WHAT TO PRODUCE: All lines below containing "title" are to be listed.

Records from a dataset
########################################

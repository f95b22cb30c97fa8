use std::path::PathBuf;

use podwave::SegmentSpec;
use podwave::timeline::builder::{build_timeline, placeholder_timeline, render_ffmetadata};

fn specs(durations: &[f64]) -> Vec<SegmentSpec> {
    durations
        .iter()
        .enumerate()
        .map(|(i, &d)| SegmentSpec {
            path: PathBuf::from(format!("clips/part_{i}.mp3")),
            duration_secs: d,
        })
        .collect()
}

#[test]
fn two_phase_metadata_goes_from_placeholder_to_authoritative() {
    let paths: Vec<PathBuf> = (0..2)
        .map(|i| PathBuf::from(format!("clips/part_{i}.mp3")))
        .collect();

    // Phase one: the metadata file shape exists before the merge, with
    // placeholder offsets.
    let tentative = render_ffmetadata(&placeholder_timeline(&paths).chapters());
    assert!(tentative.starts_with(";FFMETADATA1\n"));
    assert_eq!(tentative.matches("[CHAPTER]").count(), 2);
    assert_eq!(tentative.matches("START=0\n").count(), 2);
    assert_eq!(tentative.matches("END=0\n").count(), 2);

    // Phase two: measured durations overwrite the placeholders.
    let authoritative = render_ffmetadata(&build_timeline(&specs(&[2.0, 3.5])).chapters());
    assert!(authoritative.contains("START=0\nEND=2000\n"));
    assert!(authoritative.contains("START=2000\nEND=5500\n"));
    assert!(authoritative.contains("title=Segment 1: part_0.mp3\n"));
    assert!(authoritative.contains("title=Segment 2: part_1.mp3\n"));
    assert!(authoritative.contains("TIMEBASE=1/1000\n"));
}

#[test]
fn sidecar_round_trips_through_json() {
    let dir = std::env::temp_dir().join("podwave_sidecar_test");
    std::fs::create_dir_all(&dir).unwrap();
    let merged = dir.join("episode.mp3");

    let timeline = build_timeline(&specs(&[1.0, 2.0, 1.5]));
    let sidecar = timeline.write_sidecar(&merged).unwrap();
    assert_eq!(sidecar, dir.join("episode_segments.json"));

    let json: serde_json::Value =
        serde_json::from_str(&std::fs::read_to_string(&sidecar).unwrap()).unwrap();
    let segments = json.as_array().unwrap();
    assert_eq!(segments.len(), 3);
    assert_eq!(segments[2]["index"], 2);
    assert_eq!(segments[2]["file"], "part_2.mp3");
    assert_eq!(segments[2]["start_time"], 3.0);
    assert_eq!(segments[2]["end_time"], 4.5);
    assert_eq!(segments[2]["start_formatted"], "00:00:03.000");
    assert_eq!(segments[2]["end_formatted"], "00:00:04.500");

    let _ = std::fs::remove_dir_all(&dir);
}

########################################

RESPONSE BOX:
    assert!(authoritative.contains("title=Segment 1: part_0.mp3\n"));
    assert!(authoritative.contains("title=Segment 2: part_1.mp3\n"));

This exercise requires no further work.